▶ **Required action**
Everything in the records should be repeated exactly, down to the last character.

▶ **Material supplied**
━━━━━━━━━━━━━━━━━━━━━━━━━━━━━━
pub mod analysis;
pub mod consensus;
pub mod discovery;
pub mod pipeline;
pub mod rate_limit;
pub mod report;
pub mod traits;
pub mod validation;

pub use pipeline::Pipeline;
pub use rate_limit::RateLimiter;
pub use report::ValidationReport;
use std::collections::HashMap;

/// Common English words filtered out before frequency ranking.
const STOP_WORDS: &[&str] = &[
    "the", "and", "for", "are", "but", "not", "you", "all", "can", "her", "was", "one", "our",
    "out", "day", "get", "has", "him", "his", "how", "man", "new", "now", "old", "see", "two",
    "way", "who", "boy", "did", "its", "let", "put", "say", "she", "too", "use", "that", "with",
    "have", "this", "will", "your", "from", "they", "know", "want", "been", "good", "much",
    "some", "time", "very", "when", "come", "here", "just", "like", "long", "make", "many",
    "more", "only", "over", "such", "take", "than", "them", "well", "were", "what", "about",
    "after", "again", "also", "back", "because", "before", "being", "between", "both", "could",
    "does", "doing", "down", "during", "each", "even", "every", "first", "going", "into", "itself",
    "might", "most", "must", "never", "often", "once", "other", "people", "really", "right",
    "said", "same", "should", "since", "still", "their", "then", "there", "these", "thing",
    "things", "think", "those", "through", "under", "until", "upon", "where", "which", "while",
    "would", "yeah", "yes", "always", "maybe", "something", "anything", "everything", "nothing",
    "someone", "anyone", "everyone",
];

/// Extract up to `max_keywords` keywords from free text, ranked by descending
/// frequency. Ties break by first-seen order. Tokens are lowercased, stripped
/// of punctuation, and dropped if they have two or fewer characters or appear
/// in the stop list. Returns an empty vec when nothing survives filtering —
/// the caller treats that as insufficient signal, not an error.
pub fn extract_keywords(text: &str, max_keywords: usize) -> Vec<String> {
    let mut counts: HashMap<String, usize> = HashMap::new();
    let mut order: Vec<String> = Vec::new();

    for raw in text.split_whitespace() {
        let token: String = raw
            .chars()
            .filter(|c| c.is_alphanumeric() || *c == '\'')
            .collect::<String>()
            .to_lowercase();

        if token.len() <= 2 || STOP_WORDS.contains(&token.as_str()) {
            continue;
        }

        match counts.get_mut(&token) {
            Some(count) => *count += 1,
            None => {
                counts.insert(token.clone(), 1);
                order.push(token);
            }
        }
    }

    // Stable sort: first-seen order is the tiebreak for equal frequencies.
    order.sort_by(|a, b| counts[b].cmp(&counts[a]));
    order.truncate(max_keywords);
    order
}

#[cfg(test)]
mod tests {
    use super::*;

    #[test]
    fn frequency_ranked_with_stop_words_dropped() {
        let keywords = extract_keywords("toxic toxic gaslighting the a", 2);
        assert_eq!(keywords, vec!["toxic", "gaslighting"]);
    }

    #[test]
    fn ties_break_by_first_seen_order() {
        let keywords = extract_keywords("manipulation controlling jealous", 3);
        assert_eq!(keywords, vec!["manipulation", "controlling", "jealous"]);
    }

    #[test]
    fn short_tokens_dropped() {
        assert!(extract_keywords("a an to of it", 5).is_empty());
    }

    #[test]
    fn empty_input_yields_empty_result() {
        assert!(extract_keywords("", 5).is_empty());
    }

    #[test]
    fn punctuation_stripped() {
        let keywords = extract_keywords("gaslighting! gaslighting?", 1);
        assert_eq!(keywords, vec!["gaslighting"]);
    }
}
━━━━━━━━━━━━━━━━━━━━━━━━━━━━━━
▶ **Output below**
pub mod analysis;
pub mod consensus;
pub mod discovery;
pub mod pipeline;
pub mod rate_limit;
pub mod report;
pub mod traits;
pub mod validation;

pub use pipeline::Pipeline;
pub use rate_limit::RateLimiter;
pub use report::ValidationReport;
use std::collections::HashMap;

/// Common English words filtered out before frequency ranking.
const STOP_WORDS: &[&str] = &[
    "the", "and", "for", "are", "but", "not", "you", "all", "can", "her", "was", "one", "our",
    "out", "day", "get", "has", "him", "his", "how", "man", "new", "now", "old", "see", "two",
    "way", "who", "boy", "did", "its", "let", "put", "say", "she", "too", "use", "that", "with",
    "have", "this", "will", "your", "from", "they", "know", "want", "been", "good", "much",
    "some", "time", "very", "when", "come", "here", "just", "like", "long", "make", "many",
    "more", "only", "over", "such", "take", "than", "them", "well", "were", "what", "about",
    "after", "again", "also", "back", "because", "before", "being", "between", "both", "could",
    "does", "doing", "down", "during", "each", "even", "every", "first", "going", "into", "itself",
    "might", "most", "must", "never", "often", "once", "other", "people", "really", "right",
    "said", "same", "should", "since", "still", "their", "then", "there", "these", "thing",
    "things", "think", "those", "through", "under", "until", "upon", "where", "which", "while",
    "would", "yeah", "yes", "always", "maybe", "something", "anything", "everything", "nothing",
    "someone", "anyone", "everyone",
];

/// Extract up to `max_keywords` keywords from free text, ranked by descending
/// frequency. Ties break by first-seen order. Tokens are lowercased, stripped
/// of punctuation, and dropped if they have two or fewer characters or appear
/// in the stop list. Returns an empty vec when nothing survives filtering —
/// the caller treats that as insufficient signal, not an error.
pub fn extract_keywords(text: &str, max_keywords: usize) -> Vec<String> {
    let mut counts: HashMap<String, usize> = HashMap::new();
    let mut order: Vec<String> = Vec::new();

    for raw in text.split_whitespace() {
        let token: String = raw
            .chars()
            .filter(|c| c.is_alphanumeric() || *c == '\'')
            .collect::<String>()
            .to_lowercase();

        if token.len() <= 2 || STOP_WORDS.contains(&token.as_str()) {
            continue;
        }

        match counts.get_mut(&token) {
            Some(count) => *count += 1,
            None => {
                counts.insert(token.clone(), 1);
                order.push(token);
            }
        }
    }

    // Stable sort: first-seen order is the tiebreak for equal frequencies.
    order.sort_by(|a, b| counts[b].cmp(&counts[a]));
    order.truncate(max_keywords);
    order
}

#[cfg(test)]
mod tests {
    use super::*;

    #[test]
    fn frequency_ranked_with_stop_words_dropped() {
        let keywords = extract_keywords("toxic toxic gaslighting the a", 2);
        assert_eq!(keywords, vec!["toxic", "gaslighting"]);
    }

    #[test]
    fn ties_break_by_first_seen_order() {
        let keywords = extract_keywords("manipulation controlling jealous", 3);
        assert_eq!(keywords, vec!["manipulation", "controlling", "jealous"]);
    }

    #[test]
    fn short_tokens_dropped() {
        assert!(extract_keywords("a an to of it", 5).is_empty());
    }

    #[test]
    fn empty_input_yields_empty_result() {
        assert!(extract_keywords("", 5).is_empty());
    }

    #[test]
    fn punctuation_stripped() {
        let keywords = extract_keywords("gaslighting! gaslighting?", 1);
        assert_eq!(keywords, vec!["gaslighting"]);
    }
}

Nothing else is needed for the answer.